Description of the task: If a line in the records below contains the word "args", return that line.

Records for processing:
· · ·

//! Keyword-centred excerpt extraction.
//!
//! For each keyword (in priority order) the first case-insensitive match is
//! located and a window of `window` characters on either side of it is cut
//! out of the content. Windows that touch or overlap an already accepted
//! window are rejected, so two keywords sitting close together never produce
//! the same passage twice.
//!
//! Offsets are counted in `char`s, never bytes, so windows always land on
//! character boundaries regardless of script.

use std::ops::Range;

/// Aggregator marker for "the rest of the article was cut here".
const READ_MORE_MARKER: &str = "[+";

/// A window of article content and the character range it was taken from.
#[derive(Debug, Clone, PartialEq, Eq)]
pub struct Snippet {
    pub text: String,
    pub range: Range<usize>,
}

impl Snippet {
    fn overlaps(&self, other: &Range<usize>) -> bool {
        other.start <= self.range.end && other.end >= self.range.start
    }
}

/// Extract at most `max_count` non-overlapping snippets, keyword order first.
///
/// Returns only the snippet text; see [`extract_snippet_windows`] for ranges.
pub fn extract_snippets<S: AsRef<str>>(
    content: &str,
    keywords: &[S],
    window: usize,
    max_count: usize,
) -> Vec<String> {
    extract_snippet_windows(content, keywords, window, max_count)
        .into_iter()
        .map(|s| s.text)
        .collect()
}

pub fn extract_snippet_windows<S: AsRef<str>>(
    content: &str,
    keywords: &[S],
    window: usize,
    max_count: usize,
) -> Vec<Snippet> {
    let mut accepted: Vec<Snippet> = Vec::new();
    if content.is_empty() || max_count == 0 {
        return accepted;
    }

    let chars: Vec<char> = content.chars().collect();
    let folded: Vec<char> = chars.iter().map(|&c| fold_char(c)).collect();

    for keyword in keywords {
        let needle: Vec<char> = keyword.as_ref().chars().map(fold_char).collect();
        let Some(idx) = find_chars(&folded, &needle) else {
            continue;
        };

        let start = idx.saturating_sub(window);
        let end = idx
            .saturating_add(needle.len())
            .saturating_add(window)
            .min(chars.len());
        let range = start..end;
        if accepted.iter().any(|s| s.overlaps(&range)) {
            tracing::debug!(keyword = keyword.as_ref(), ?range, "Snippet window overlaps; skipping");
            continue;
        }

        let raw: String = chars[range.clone()].iter().collect();
        let text = raw
            .trim()
            .split(READ_MORE_MARKER)
            .next()
            .unwrap_or_default()
            .trim()
            .to_string();
        accepted.push(Snippet { text, range });

        if accepted.len() >= max_count {
            break;
        }
    }

    accepted
}

/// Lowercase a single char without changing the char count.
fn fold_char(c: char) -> char {
    c.to_lowercase().next().unwrap_or(c)
}

fn find_chars(haystack: &[char], needle: &[char]) -> Option<usize> {
    if needle.is_empty() || needle.len() > haystack.len() {
        return None;
    }
    haystack.windows(needle.len()).position(|w| w == needle)
}
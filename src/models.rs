//! Data models for fetched articles and the NewsAPI response envelope.
//!
//! - [`Article`]: one search result, consumed once per run
//! - [`NewsApiResponse`]: the `/v2/everything` JSON envelope
//!
//! Field names follow the NewsAPI JSON schema (camelCase), mapped onto
//! snake_case with `#[serde(rename)]`.

use serde::{Deserialize, Deserializer, Serialize};

/// A news article as returned by the article source.
///
/// `content` is usually a truncated excerpt ending in a `[+N chars]` marker,
/// may carry HTML fragments, and may be in any language.
#[derive(Debug, Clone, Default, Deserialize, Serialize, PartialEq)]
pub struct Article {
    /// The article headline.
    #[serde(default, deserialize_with = "null_as_empty")]
    pub title: String,
    /// Canonical article URL.
    #[serde(default, deserialize_with = "null_as_empty")]
    pub url: String,
    /// Excerpt of the article body. Empty when the source sent none.
    #[serde(default, deserialize_with = "null_as_empty")]
    pub content: String,
    /// Publication timestamp as sent by the source (ISO 8601).
    #[serde(default, rename = "publishedAt")]
    pub published_at: Option<String>,
}

/// Envelope of a NewsAPI search response.
///
/// On failure NewsAPI answers `"status": "error"` with `code` and `message`
/// and no articles.
#[derive(Debug, Deserialize)]
pub struct NewsApiResponse {
    pub status: String,
    #[serde(default, rename = "totalResults")]
    pub total_results: Option<u64>,
    #[serde(default)]
    pub articles: Vec<Article>,
    #[serde(default)]
    pub code: Option<String>,
    #[serde(default)]
    pub message: Option<String>,
}

/// NewsAPI sends explicit `null`s for missing text fields.
fn null_as_empty<'de, D>(deserializer: D) -> Result<String, D::Error>
where
    D: Deserializer<'de>,
{
    Ok(Option::<String>::deserialize(deserializer)?.unwrap_or_default())
}
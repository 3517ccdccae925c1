//! # News Digest
//!
//! Fetches news articles for a search term and keeps the ones
//! relevant to a keyword set, whatever language they are written in. It
//! emails a short HTML digest of translated, keyword-centred snippets.
//!
//! ## Usage
//!
//! ```sh
//! API_KEY=... RECIPIENT=me@example.com news_digest -c digest.yaml
//! ```
//!
//! ## Architecture
//!
//! The application runs one pass, start to finish:
//! 1. **Fetching**: Search NewsAPI for the configured term
//! 2. **Filtering**: Keep articles whose content, normalized to the working
//!    language, mentions a keyword
//! 3. **Extraction**: Cut non-overlapping windows around keyword matches and
//!    clean them into prose
//! 4. **Translation**: Translate titles and snippets into the display language
//! 5. **Delivery**: Send the assembled HTML through Gmail

use chrono::Local;
use clap::Parser;
use std::error::Error;
use tracing::{debug, error, info, warn};
use tracing_subscriber::{fmt as tfmt, EnvFilter};

mod cleaner;
mod cli;
mod config;
mod digest;
mod language;
mod mailer;
mod models;
mod snippets;
mod sources;
mod translate;
mod utils;

use cli::Cli;
use config::DigestConfig;
use mailer::gmail::GmailMailer;
use mailer::{Deliver, Preview};
use sources::newsapi::{NewsApiClient, NewsQuery};
use translate::{GoogleTranslate, Translator};

#[tokio::main]
async fn main() -> Result<(), Box<dyn Error>> {
    // Load .env before clap reads API_KEY / RECIPIENT.
    let _ = dotenvy::dotenv();

    // --- Tracing init ---
    let filter = EnvFilter::try_from_default_env().unwrap_or_else(|_| EnvFilter::new("info"));
    tfmt()
        .with_env_filter(filter)
        .with_target(true)
        .with_file(false)
        .with_line_number(false)
        .with_timer(tracing_subscriber::fmt::time::UtcTime::rfc_3339())
        .init();

    let start_time = std::time::Instant::now();
    info!("news_digest starting up");

    let args = Cli::parse();
    debug!(config = ?args.config, dry_run = args.dry_run, "Parsed CLI arguments");

    // ---- Settings ----
    let mut config = match &args.config {
        Some(path) => DigestConfig::load(path).await?,
        None => DigestConfig::default(),
    };
    config.apply_overrides(&args);
    config.normalize();
    if let Err(e) = config.validate() {
        error!(error = %e, "Invalid configuration");
        return Err(e);
    }
    let display_alphabet = config.display_alphabet()?;
    let from = config.from_date(Local::now().date_naive())?;
    info!(
        search = %config.search,
        keywords = ?config.keywords,
        %from,
        display_language = display_alphabet.code(),
        "Configuration ready"
    );

    // ---- Fetch ----
    let source = NewsApiClient::new(&config.endpoint, args.api_key.as_str())?;
    let query = NewsQuery {
        search: &config.search,
        from,
        sort_by: &config.sort_by,
    };
    let articles = source.fetch_articles(&query).await?;
    info!(count = articles.len(), "Total articles to analyze");

    // ---- Assemble ----
    let mut translator = Translator::new(GoogleTranslate::new()?, config.working_language.as_str(), display_alphabet);
    let digest = digest::build_digest(&mut translator, &articles, &config).await;
    if digest.is_empty() {
        warn!("No relevant articles found; sending an empty digest");
    }

    // ---- Deliver ----
    let delivered = if args.dry_run {
        Preview.deliver(&args.recipient, &config.subject, &digest.html).await
    } else {
        GmailMailer::new(config.credentials_file.clone(), config.token_file.clone())?
            .deliver(&args.recipient, &config.subject, &digest.html)
            .await
    };
    if let Err(e) = delivered {
        error!(recipient = %args.recipient, error = %e, "Failed to deliver digest");
        return Err(e);
    }

    let elapsed = start_time.elapsed();
    info!(
        ?elapsed,
        secs = elapsed.as_secs(),
        millis = elapsed.subsec_millis(),
        included = digest.included,
        skipped = digest.skipped,
        cache_entries = translator.cache().len(),
        cache_hits = translator.cache().hits(),
        cache_misses = translator.cache().misses(),
        "Execution complete"
    );

    Ok(())
}
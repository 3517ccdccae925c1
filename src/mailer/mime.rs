//! Minimal RFC 2045/2046 message builder for the digest email.
//!
//! The message is `multipart/alternative` with a short plain-text notice for
//! clients that cannot render HTML, followed by the base64-encoded HTML part.
//! Non-ASCII subjects use RFC 2047 encoded words.

use base64::engine::general_purpose::{STANDARD, URL_SAFE};
use base64::Engine as _;
use rand::distr::Alphanumeric;
use rand::Rng;

pub const PLAIN_TEXT_FALLBACK: &str = "Your email client does not support HTML.";

const BASE64_LINE: usize = 76;

/// Build the full message text with a random MIME boundary.
pub fn build_message(to: &str, subject: &str, html: &str) -> String {
    let token: String = rand::rng()
        .sample_iter(&Alphanumeric)
        .take(24)
        .map(char::from)
        .collect();
    build_message_with_boundary(to, subject, html, &format!("=_digest_{token}"))
}

pub fn build_message_with_boundary(to: &str, subject: &str, html: &str, boundary: &str) -> String {
    let mut msg = String::new();
    msg.push_str(&format!("To: {}\r\n", single_line(to)));
    msg.push_str(&format!("Subject: {}\r\n", encode_header(&single_line(subject))));
    msg.push_str("MIME-Version: 1.0\r\n");
    msg.push_str(&format!(
        "Content-Type: multipart/alternative; boundary=\"{boundary}\"\r\n\r\n"
    ));

    msg.push_str(&format!("--{boundary}\r\n"));
    msg.push_str("Content-Type: text/plain; charset=\"utf-8\"\r\n");
    msg.push_str("Content-Transfer-Encoding: 7bit\r\n\r\n");
    msg.push_str(PLAIN_TEXT_FALLBACK);
    msg.push_str("\r\n\r\n");

    msg.push_str(&format!("--{boundary}\r\n"));
    msg.push_str("Content-Type: text/html; charset=\"utf-8\"\r\n");
    msg.push_str("Content-Transfer-Encoding: base64\r\n\r\n");
    msg.push_str(&wrap_base64(html.as_bytes()));
    msg.push_str(&format!("--{boundary}--\r\n"));
    msg
}

/// Encode a full message for the Gmail API `raw` field.
pub fn encode_raw(message: &str) -> String {
    URL_SAFE.encode(message.as_bytes())
}

/// Header values must not smuggle in extra header lines.
fn single_line(value: &str) -> String {
    value.replace(['\r', '\n'], " ")
}

fn encode_header(value: &str) -> String {
    if value.is_ascii() {
        value.to_string()
    } else {
        format!("=?UTF-8?B?{}?=", STANDARD.encode(value.as_bytes()))
    }
}

fn wrap_base64(bytes: &[u8]) -> String {
    let encoded = STANDARD.encode(bytes);
    let mut out = String::with_capacity(encoded.len() + encoded.len() / BASE64_LINE * 2 + 2);
    for chunk in encoded.as_bytes().chunks(BASE64_LINE) {
        // base64 output is ASCII, so every chunk is valid UTF-8.
        out.push_str(&String::from_utf8_lossy(chunk));
        out.push_str("\r\n");
    }
    out
}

· · ·

Reply to the task:
    let args = Cli::parse();
    debug!(config = ?args.config, dry_run = args.dry_run, "Parsed CLI arguments");
    let mut config = match &args.config {
    config.apply_overrides(&args);
    let source = NewsApiClient::new(&config.endpoint, args.api_key.as_str())?;
    let delivered = if args.dry_run {
        Preview.deliver(&args.recipient, &config.subject, &digest.html).await
            .deliver(&args.recipient, &config.subject, &digest.html)
        error!(recipient = %args.recipient, error = %e, "Failed to deliver digest");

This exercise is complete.